Is it safe?

One of the central claims of the gun control movement is that the advocates seek to make us safer.  This sounds like an admirable goal, provided that we don’t analyze things too carefully.  But on closer inspection, things aren’t so simple or noble.

An illustration of this is the effort to promote and eventually require so-called smart guns.  New Jersey passed a law in 2002 mandating that all guns sold within the state must have devices allowing them to function only in the hands of authorized users three years after such technology is shown to be practical.  This law is being reconsidered, since its author has come to understand that companies haven’t done work in the area of “smart guns” to avoid bringing the law into effect.

A handful of firms have come up with working models.  The best known of these is the Armatix iP1 pistol, a .22 L.R. caliber handgun with a ten-round magazine.  But is an iPistol a good idea?

The current caliber presumably is just a proof of concept, but the magazine capacity raises concerns, ten being the magic number for gun control supporters—at least until they can get seven accepted by the courts.  Of course, space for batteries and electronics at present doesn’t leave much room for other things.  Another problem is the price.  The pistol itself is $1,400, and the activating watch adds $400 more.

A pistol with required accessories that costs more than four times a Ruger .22 isn’t going to sell in large numbers in America, and that may be exactly the point of New Jersey’s law.  Advocates of control can argue—disingenuously, in my view—that gun rights can still be exercised if some gun is for sale.  But surely a nation in which rights are available only to the wealthy isn’t the kind of country we believe in.

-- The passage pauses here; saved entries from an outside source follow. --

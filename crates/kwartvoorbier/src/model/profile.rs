//! User profiles. Identity is taken as given: whoever passes a [`ProfileId`] is that user.
use serde::{Deserialize, Serialize};

row_id!(ProfileId, "profile");

/// Shown when a profile has neither a name nor an email, or does not exist.
pub const UNKNOWN_USER: &str = "Onbekende Gebruiker";

#[derive(Debug, Clone, Copy, Default, PartialEq, Eq, Serialize, Deserialize)]
#[serde(rename_all = "lowercase")]
pub enum Role {
    Admin,
    #[default]
    Member,
}

#[derive(Debug, Clone, PartialEq, Serialize, Deserialize)]
pub struct Profile {
    pub id: ProfileId,
    pub email: Option<String>,
    pub full_name: Option<String>,
    pub role: Role,
}

impl Profile {
    /// The name orders are placed under: full name, else email, else [`UNKNOWN_USER`].
    pub fn display_name(&self) -> &str {
        [self.full_name.as_deref(), self.email.as_deref()]
            .into_iter()
            .flatten()
            .map(str::trim)
            .find(|s| !s.is_empty())
            .unwrap_or(UNKNOWN_USER)
    }

    pub fn is_admin(&self) -> bool {
        self.role == Role::Admin
    }
}

#[derive(Debug, Clone, Default, Serialize, Deserialize)]
pub struct ProfileCreate {
    pub email: Option<String>,
    pub full_name: Option<String>,
    #[serde(default)]
    pub role: Role,
}

impl ProfileCreate {
    pub fn member(full_name: impl Into<String>) -> Self {
        Self {
            full_name: Some(full_name.into()),
            ..Default::default()
        }
    }
}

#[derive(Debug, Clone, Default, Serialize, Deserialize)]
pub struct ProfileUpdate {
    pub full_name: Option<String>,
    pub role: Option<Role>,
}
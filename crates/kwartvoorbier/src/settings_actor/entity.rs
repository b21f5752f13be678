//! [`Record`] implementation for [`Setting`].

use crate::model::{Setting, SettingCreate, SettingId, SettingUpdate};
use crate::settings_actor::SettingsError;
use async_trait::async_trait;
use std::convert::Infallible;
use table_actor::Record;

#[async_trait]
impl Record for Setting {
    type Id = SettingId;
    type Create = SettingCreate;
    type Update = SettingUpdate;
    type Action = Infallible;
    type ActionResult = ();
    type Context = ();
    type Error = SettingsError;

    fn from_create_params(id: SettingId, params: SettingCreate) -> Result<Self, SettingsError> {
        let key = params.key.trim();
        if key.is_empty() {
            return Err(SettingsError::EmptyKey);
        }
        Ok(Self {
            id,
            key: key.to_string(),
            value: params.value,
        })
    }

    async fn on_update(&mut self, update: SettingUpdate, _ctx: &()) -> Result<(), SettingsError> {
        self.value = update.value;
        Ok(())
    }

    async fn handle_action(&mut self, action: Infallible, _ctx: &()) -> Result<(), SettingsError> {
        match action {}
    }
}
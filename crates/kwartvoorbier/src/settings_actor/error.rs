//! Error types for the Settings table.

use thiserror::Error;

#[derive(Debug, Clone, Error, PartialEq)]
pub enum SettingsError {
    #[error("Setting not found: {0}")]
    NotFound(String),

    #[error("Setting key must not be empty")]
    EmptyKey,

    #[error("Actor communication error: {0}")]
    ActorCommunicationError(String),
}

impl From<String> for SettingsError {
    fn from(msg: String) -> Self {
        SettingsError::ActorCommunicationError(msg)
    }
}
//! [`Record`] implementation for [`FeatureRequest`].

use crate::clock::SharedClock;
use crate::feature_request_actor::{FeatureRequestAction, FeatureRequestError};
use crate::model::{
    FeatureRequest, FeatureRequestCreate, FeatureRequestId, FeatureRequestUpdate, FeatureStatus,
};
use async_trait::async_trait;
use chrono::NaiveDateTime;
use table_actor::Record;

fn checked_title(title: String) -> Result<String, FeatureRequestError> {
    let trimmed = title.trim();
    if trimmed.is_empty() {
        return Err(FeatureRequestError::EmptyTitle);
    }
    Ok(trimmed.to_string())
}

#[async_trait]
impl Record for FeatureRequest {
    type Id = FeatureRequestId;
    type Create = FeatureRequestCreate;
    type Update = FeatureRequestUpdate;
    type Action = FeatureRequestAction;
    type ActionResult = FeatureStatus;
    type Context = SharedClock;
    type Error = FeatureRequestError;

    fn from_create_params(
        id: FeatureRequestId,
        params: FeatureRequestCreate,
    ) -> Result<Self, FeatureRequestError> {
        Ok(Self {
            id,
            user_id: params.user_id,
            title: checked_title(params.title)?,
            description: params.description,
            status: FeatureStatus::Backlog,
            created_at: NaiveDateTime::default(),
        })
    }

    /// Newest first.
    fn sort_key(&self) -> i64 {
        -self.created_at.and_utc().timestamp_millis()
    }

    async fn on_create(&mut self, clock: &SharedClock) -> Result<(), FeatureRequestError> {
        self.created_at = clock.now();
        Ok(())
    }

    async fn on_update(
        &mut self,
        update: FeatureRequestUpdate,
        _clock: &SharedClock,
    ) -> Result<(), FeatureRequestError> {
        if let Some(title) = update.title {
            self.title = checked_title(title)?;
        }
        if let Some(description) = update.description {
            self.description = description;
        }
        if let Some(status) = update.status {
            self.status = status;
        }
        Ok(())
    }

    async fn handle_action(
        &mut self,
        action: FeatureRequestAction,
        _clock: &SharedClock,
    ) -> Result<FeatureStatus, FeatureRequestError> {
        match action {
            FeatureRequestAction::Advance => {
                self.status = match self.status {
                    FeatureStatus::Backlog => FeatureStatus::InProgress,
                    FeatureStatus::InProgress => FeatureStatus::Done,
                    FeatureStatus::Done => return Err(FeatureRequestError::AlreadyDone),
                };
                Ok(self.status)
            }
        }
    }
}
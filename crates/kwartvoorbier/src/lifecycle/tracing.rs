//! # Logging
//!
//! Every table logs through `tracing` with a `table` field, so one filter covers the
//! whole system:
//!
//! ```bash
//! RUST_LOG=info kwartvoorbier               # Created / Updated / Deleted and phase changes
//! RUST_LOG=debug kwartvoorbier              # payloads, snapshots and lottery seeds
//! RUST_LOG=kwartvoorbier::window=debug ...  # just the scheduler
//! ```

/// Installs a compact `fmt` subscriber filtered by `RUST_LOG`. Call once, at startup.
pub fn setup_tracing() {
    tracing_subscriber::fmt()
        .with_env_filter(tracing_subscriber::EnvFilter::from_default_env())
        .with_target(false)
        .compact()
        .init();
}
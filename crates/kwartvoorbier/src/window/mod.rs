//! # Ordering Window
//!
//! The daily cycle: wait for the window to open, take orders, run the lottery for
//! fifteen minutes, then close.
//!
//! - [`phase`] - the pure [`evaluate`] function and the [`Phase`] it returns
//! - [`countdown`] - the fill indicator shown while waiting
//! - [`scheduler`] - the polling driver that publishes [`PhaseView`]s

pub mod countdown;
pub mod phase;
pub mod scheduler;

pub use countdown::{Countdown, Remaining};
pub use phase::{evaluate, ClosedReason, Phase, WindowConfig, LOTTERY_MINUTES};
pub use scheduler::{
    PhaseView, SchedulerEvent, Snapshot, SnapshotError, SnapshotSource, TableSnapshot,
    WindowScheduler,
};
//! # Pickup List
//!
//! What the person on pickup duty sees: how many drinks to fetch per product, and the
//! orders still to deliver on top.

use crate::model::{LocationId, Order, Product, ProductId};
use std::cmp::Reverse;
use std::collections::HashMap;

#[derive(Debug, Clone, PartialEq, Eq)]
pub struct ProductCount {
    pub product_id: ProductId,
    pub name: String,
    pub count: usize,
}

#[derive(Debug, Clone, PartialEq)]
pub struct PickupSummary {
    pub total: usize,
    /// Sorted by product name.
    pub per_product: Vec<ProductCount>,
    /// Undelivered first, then uncollected first, then newest first.
    pub orders: Vec<Order>,
}

impl PickupSummary {
    pub fn outstanding(&self) -> usize {
        self.orders.iter().filter(|o| !o.delivered).count()
    }
}

/// Builds the pickup list from an order snapshot, optionally for one location only.
///
/// Products missing from `products` are listed under their id.
pub fn summarize(orders: &[Order], products: &[Product], location: Option<LocationId>) -> PickupSummary {
    let mut selected: Vec<Order> = orders
        .iter()
        .filter(|o| location.map_or(true, |l| o.location_id == l))
        .cloned()
        .collect();
    selected.sort_by_key(|o| (o.delivered, o.collected, Reverse(o.created_at), Reverse(o.id)));

    let mut counts: HashMap<ProductId, usize> = HashMap::new();
    for order in &selected {
        *counts.entry(order.product_id).or_default() += 1;
    }
    let mut per_product: Vec<ProductCount> = counts
        .into_iter()
        .map(|(product_id, count)| ProductCount {
            product_id,
            name: products
                .iter()
                .find(|p| p.id == product_id)
                .map(|p| p.name.clone())
                .unwrap_or_else(|| product_id.to_string()),
            count,
        })
        .collect();
    per_product.sort_by(|a, b| a.name.cmp(&b.name).then(a.product_id.cmp(&b.product_id)));

    PickupSummary {
        total: selected.len(),
        per_product,
        orders: selected,
    }
}
//! # Profile Table
//!
//! Users known to the application. Orders take their customer name from here, and the
//! `role` decides who sees the admin screens.

pub mod entity;
pub mod error;

pub use error::*;

use crate::clients::ProfileClient;
use crate::model::Profile;
use table_actor::TableActor;

/// Creates a new Profile actor and its client.
pub fn new(buffer_size: usize) -> (TableActor<Profile>, ProfileClient) {
    let (actor, inner) = TableActor::new(buffer_size);
    (actor, ProfileClient::new(inner))
}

And there’s the question of reliability.  Batteries work until they’re needed, and guns are exposed to sweat, blood, and lubricating oil and release significant kinetic energy in operating.  And the RFID technology such as what’s used in the Armatix design is susceptible to hacking.  Hackers have found ways to shut down cars remotely through the electronics, so this isn’t mere paranoia.

But it’s not just Luddites like me who have concerns over the working of these guns.  Self-defense trainers advise us to practice shooting with our weak hands in case the dominant one gets injured or otherwise taken out of action, say by an attacker grappling with us.  Many of us who carry handguns keep a backup piece somewhere else on our persons, that raises compatibility problems if the BUG is made by a different manufacturer.  And if we need to hand off a pistol to an unarmed good person, transferring accessibility is a challenge.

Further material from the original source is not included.